Exercise: In the records below, find each line that holds "headers" and return it.

━━━━

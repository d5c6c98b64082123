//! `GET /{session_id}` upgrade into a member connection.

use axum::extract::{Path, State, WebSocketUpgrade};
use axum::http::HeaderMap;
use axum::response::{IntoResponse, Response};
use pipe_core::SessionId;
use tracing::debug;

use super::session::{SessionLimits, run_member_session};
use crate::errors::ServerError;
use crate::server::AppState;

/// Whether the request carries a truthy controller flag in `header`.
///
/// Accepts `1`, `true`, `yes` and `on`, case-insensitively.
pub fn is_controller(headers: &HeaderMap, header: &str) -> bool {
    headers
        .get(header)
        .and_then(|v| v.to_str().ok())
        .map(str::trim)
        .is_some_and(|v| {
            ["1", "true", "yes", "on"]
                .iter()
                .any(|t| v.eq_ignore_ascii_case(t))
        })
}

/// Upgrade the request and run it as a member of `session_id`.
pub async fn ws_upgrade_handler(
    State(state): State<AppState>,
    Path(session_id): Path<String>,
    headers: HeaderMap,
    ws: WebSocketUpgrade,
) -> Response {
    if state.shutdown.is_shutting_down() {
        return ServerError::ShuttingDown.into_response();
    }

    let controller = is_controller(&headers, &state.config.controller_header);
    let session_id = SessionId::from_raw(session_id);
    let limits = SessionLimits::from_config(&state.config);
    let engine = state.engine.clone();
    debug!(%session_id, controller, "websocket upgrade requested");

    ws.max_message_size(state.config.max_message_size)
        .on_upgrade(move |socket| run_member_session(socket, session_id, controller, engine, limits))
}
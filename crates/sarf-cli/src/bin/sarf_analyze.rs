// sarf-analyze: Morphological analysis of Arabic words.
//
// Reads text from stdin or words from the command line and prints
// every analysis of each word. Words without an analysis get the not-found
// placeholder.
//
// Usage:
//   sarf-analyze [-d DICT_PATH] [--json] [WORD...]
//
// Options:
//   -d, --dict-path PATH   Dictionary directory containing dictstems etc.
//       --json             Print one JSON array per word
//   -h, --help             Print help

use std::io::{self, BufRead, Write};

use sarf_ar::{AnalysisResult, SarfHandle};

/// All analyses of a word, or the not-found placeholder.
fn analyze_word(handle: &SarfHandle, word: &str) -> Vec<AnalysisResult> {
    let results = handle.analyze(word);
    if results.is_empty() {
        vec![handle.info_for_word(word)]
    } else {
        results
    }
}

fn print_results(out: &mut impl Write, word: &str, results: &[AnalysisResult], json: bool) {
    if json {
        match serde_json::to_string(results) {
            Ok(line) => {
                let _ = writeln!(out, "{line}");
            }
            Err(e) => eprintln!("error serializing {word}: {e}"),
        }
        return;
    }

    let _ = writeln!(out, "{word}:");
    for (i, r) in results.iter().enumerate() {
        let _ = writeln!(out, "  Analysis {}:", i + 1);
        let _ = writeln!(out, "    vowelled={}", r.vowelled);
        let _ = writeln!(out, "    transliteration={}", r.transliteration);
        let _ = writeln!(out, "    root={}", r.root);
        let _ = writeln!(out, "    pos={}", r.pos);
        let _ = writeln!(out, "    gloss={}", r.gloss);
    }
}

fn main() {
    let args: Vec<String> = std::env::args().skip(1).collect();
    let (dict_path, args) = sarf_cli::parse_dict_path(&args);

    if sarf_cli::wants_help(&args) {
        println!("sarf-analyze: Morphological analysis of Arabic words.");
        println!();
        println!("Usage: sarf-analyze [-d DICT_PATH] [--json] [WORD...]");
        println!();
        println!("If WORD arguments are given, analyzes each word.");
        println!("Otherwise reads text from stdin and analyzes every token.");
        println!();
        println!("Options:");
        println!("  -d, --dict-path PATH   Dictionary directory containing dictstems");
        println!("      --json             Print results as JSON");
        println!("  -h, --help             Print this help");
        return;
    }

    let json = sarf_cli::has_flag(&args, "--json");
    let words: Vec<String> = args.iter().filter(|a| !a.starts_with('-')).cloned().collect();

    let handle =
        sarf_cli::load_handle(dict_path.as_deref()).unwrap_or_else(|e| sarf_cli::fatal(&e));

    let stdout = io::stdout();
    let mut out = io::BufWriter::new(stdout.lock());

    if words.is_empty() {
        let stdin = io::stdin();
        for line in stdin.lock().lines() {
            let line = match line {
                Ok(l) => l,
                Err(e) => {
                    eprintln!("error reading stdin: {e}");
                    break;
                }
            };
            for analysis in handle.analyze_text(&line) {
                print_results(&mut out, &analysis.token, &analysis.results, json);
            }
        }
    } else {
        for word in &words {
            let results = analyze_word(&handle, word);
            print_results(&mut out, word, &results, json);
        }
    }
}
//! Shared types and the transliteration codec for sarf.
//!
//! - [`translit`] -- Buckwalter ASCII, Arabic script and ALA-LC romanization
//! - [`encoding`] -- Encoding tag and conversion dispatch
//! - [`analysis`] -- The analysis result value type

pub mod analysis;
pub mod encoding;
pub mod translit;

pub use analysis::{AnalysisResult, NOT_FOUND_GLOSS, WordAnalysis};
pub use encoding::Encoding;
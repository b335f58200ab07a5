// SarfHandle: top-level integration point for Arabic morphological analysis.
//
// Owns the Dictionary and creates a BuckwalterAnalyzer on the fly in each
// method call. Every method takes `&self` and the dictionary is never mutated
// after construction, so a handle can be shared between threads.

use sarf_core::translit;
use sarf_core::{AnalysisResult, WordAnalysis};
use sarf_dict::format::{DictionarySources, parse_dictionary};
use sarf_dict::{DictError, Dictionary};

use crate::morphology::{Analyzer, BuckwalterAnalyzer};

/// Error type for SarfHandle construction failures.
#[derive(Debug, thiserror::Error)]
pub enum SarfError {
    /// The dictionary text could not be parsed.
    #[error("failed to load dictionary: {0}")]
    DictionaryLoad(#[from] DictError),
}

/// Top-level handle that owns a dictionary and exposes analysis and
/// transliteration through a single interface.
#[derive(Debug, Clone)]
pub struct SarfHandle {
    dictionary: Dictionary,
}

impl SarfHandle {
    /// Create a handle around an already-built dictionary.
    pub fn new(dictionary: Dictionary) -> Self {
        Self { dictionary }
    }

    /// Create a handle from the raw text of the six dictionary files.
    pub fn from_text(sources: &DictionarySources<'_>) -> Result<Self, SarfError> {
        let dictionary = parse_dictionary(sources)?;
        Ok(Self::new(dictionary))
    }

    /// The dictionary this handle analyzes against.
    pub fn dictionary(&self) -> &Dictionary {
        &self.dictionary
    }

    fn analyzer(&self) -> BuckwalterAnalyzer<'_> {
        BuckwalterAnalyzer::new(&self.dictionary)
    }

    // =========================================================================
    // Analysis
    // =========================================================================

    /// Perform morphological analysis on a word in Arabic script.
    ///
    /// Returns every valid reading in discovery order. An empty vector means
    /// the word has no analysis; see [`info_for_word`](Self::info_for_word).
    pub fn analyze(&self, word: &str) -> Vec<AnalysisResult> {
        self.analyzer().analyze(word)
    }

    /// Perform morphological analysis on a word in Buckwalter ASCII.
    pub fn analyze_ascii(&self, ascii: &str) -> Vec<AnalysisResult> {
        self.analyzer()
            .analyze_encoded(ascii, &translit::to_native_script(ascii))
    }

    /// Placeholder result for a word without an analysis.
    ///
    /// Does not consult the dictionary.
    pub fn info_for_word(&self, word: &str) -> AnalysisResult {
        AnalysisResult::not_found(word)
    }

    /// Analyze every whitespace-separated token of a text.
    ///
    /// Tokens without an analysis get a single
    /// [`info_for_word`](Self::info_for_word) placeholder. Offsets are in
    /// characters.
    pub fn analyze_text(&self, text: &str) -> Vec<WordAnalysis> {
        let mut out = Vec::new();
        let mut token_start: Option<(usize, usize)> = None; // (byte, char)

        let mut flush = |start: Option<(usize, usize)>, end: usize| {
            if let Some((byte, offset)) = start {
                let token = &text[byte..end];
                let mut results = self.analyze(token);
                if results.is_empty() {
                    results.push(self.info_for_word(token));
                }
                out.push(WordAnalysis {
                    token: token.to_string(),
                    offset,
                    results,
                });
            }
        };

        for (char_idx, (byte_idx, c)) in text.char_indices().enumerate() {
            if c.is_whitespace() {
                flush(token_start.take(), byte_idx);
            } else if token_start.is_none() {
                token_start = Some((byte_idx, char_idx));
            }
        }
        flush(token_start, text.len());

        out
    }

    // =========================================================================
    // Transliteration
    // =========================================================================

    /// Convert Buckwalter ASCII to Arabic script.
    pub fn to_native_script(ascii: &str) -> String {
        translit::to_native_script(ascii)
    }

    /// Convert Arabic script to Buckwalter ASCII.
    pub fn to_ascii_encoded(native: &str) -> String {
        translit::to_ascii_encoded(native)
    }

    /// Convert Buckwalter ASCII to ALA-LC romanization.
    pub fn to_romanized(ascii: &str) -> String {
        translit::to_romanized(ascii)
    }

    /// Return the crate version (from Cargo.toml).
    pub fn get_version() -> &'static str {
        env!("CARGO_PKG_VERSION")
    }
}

━━━━

Response to the exercise:
pub fn is_controller(headers: &HeaderMap, header: &str) -> bool {
    headers
    headers: HeaderMap,
    let controller = is_controller(&headers, &state.config.controller_header);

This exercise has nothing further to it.